WHAT TO WORK ON> Copies of all lines containing the string "steps" are needed from the data below.

DATA TO EXAMINE>
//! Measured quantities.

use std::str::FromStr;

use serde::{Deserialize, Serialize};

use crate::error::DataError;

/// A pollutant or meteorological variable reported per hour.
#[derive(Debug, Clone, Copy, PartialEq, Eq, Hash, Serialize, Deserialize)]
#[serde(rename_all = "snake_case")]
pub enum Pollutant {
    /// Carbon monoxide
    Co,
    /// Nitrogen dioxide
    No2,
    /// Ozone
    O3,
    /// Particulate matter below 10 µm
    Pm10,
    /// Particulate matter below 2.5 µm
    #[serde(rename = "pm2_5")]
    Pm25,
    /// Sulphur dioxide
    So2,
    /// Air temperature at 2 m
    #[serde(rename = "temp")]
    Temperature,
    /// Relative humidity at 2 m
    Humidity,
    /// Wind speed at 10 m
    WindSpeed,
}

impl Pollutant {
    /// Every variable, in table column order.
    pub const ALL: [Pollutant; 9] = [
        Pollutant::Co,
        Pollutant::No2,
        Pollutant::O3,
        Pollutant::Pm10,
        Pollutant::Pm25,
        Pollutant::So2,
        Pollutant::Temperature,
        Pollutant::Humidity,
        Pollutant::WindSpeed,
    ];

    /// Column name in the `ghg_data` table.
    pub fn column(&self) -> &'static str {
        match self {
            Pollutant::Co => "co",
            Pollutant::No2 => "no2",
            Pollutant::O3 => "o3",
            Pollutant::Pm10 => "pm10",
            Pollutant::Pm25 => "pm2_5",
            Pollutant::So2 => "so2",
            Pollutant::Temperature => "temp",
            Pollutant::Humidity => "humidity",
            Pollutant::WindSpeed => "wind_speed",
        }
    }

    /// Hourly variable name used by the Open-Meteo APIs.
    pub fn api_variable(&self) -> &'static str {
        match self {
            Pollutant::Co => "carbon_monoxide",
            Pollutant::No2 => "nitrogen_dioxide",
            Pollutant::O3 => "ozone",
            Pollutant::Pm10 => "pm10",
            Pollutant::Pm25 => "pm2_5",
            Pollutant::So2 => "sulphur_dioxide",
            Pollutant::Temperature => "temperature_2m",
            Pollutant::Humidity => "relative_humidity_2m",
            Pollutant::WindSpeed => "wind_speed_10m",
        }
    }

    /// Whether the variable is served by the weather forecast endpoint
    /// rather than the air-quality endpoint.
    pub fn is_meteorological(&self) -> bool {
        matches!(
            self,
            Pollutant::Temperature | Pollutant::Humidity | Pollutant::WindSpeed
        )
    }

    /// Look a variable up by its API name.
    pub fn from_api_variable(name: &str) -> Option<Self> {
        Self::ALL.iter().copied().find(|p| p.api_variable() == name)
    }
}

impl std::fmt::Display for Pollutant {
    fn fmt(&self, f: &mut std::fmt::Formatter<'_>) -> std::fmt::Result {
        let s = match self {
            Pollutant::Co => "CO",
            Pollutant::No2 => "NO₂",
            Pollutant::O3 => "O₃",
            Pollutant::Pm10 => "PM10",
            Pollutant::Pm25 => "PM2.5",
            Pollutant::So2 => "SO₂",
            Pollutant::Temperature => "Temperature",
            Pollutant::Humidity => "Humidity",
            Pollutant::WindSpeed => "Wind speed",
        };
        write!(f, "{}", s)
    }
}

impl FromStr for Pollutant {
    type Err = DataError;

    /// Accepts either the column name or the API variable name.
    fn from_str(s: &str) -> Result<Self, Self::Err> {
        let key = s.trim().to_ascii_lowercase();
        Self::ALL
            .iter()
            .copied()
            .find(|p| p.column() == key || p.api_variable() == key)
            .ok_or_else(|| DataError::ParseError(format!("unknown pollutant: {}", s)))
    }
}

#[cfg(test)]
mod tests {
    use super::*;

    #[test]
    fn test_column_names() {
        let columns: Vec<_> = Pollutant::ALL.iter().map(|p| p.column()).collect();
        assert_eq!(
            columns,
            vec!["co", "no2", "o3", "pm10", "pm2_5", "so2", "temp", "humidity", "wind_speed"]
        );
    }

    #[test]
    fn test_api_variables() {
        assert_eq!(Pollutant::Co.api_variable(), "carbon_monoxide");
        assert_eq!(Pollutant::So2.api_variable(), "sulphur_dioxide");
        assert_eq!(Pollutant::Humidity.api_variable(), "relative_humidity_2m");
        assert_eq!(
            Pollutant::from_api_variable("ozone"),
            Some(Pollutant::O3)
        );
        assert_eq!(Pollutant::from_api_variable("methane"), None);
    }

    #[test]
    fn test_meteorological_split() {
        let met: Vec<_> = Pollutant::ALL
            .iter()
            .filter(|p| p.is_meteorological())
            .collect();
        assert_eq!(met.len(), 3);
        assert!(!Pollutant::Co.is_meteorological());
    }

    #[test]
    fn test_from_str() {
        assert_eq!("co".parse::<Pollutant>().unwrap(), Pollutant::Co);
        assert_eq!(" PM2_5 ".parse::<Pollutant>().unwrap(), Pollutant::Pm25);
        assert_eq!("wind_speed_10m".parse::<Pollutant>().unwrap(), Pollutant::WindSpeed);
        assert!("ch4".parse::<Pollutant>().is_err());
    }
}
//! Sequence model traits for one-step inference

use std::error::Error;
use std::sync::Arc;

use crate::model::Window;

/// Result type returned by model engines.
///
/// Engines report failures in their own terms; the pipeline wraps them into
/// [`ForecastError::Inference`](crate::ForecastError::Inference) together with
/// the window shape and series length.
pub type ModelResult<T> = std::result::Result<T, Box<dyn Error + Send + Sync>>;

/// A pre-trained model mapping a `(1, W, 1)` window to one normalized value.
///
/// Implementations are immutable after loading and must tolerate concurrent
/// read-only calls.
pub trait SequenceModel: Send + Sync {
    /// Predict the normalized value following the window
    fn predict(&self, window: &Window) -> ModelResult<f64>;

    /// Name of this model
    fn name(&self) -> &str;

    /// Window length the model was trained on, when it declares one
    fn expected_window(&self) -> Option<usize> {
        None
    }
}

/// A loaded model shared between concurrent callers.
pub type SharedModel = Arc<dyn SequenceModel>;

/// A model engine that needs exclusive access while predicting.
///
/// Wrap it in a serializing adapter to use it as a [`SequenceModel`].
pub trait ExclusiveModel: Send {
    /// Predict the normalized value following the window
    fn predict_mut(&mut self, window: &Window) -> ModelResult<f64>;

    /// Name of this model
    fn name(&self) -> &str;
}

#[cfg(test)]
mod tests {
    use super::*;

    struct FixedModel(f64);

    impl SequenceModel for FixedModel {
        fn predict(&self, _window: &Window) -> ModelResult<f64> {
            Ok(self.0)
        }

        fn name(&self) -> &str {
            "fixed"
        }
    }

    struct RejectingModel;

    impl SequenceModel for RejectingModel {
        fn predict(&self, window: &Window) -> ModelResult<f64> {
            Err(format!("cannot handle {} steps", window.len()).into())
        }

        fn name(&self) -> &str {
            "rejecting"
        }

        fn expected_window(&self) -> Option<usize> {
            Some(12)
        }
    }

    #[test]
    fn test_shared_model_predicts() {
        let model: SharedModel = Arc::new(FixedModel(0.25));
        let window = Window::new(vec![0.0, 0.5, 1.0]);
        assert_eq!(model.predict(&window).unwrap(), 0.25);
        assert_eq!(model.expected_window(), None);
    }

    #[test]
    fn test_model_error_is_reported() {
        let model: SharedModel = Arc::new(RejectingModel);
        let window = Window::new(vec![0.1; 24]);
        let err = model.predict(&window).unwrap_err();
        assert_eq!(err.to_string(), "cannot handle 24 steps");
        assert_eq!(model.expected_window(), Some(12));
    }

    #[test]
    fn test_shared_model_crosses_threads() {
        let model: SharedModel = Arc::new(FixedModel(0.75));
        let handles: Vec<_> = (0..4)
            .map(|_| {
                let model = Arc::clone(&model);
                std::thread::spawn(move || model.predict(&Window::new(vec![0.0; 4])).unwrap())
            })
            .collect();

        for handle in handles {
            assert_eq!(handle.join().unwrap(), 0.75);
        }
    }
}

SOLUTION TO THIS PROBLEM>
            Err(format!("cannot handle {} steps", window.len()).into())
        assert_eq!(err.to_string(), "cannot handle 24 steps");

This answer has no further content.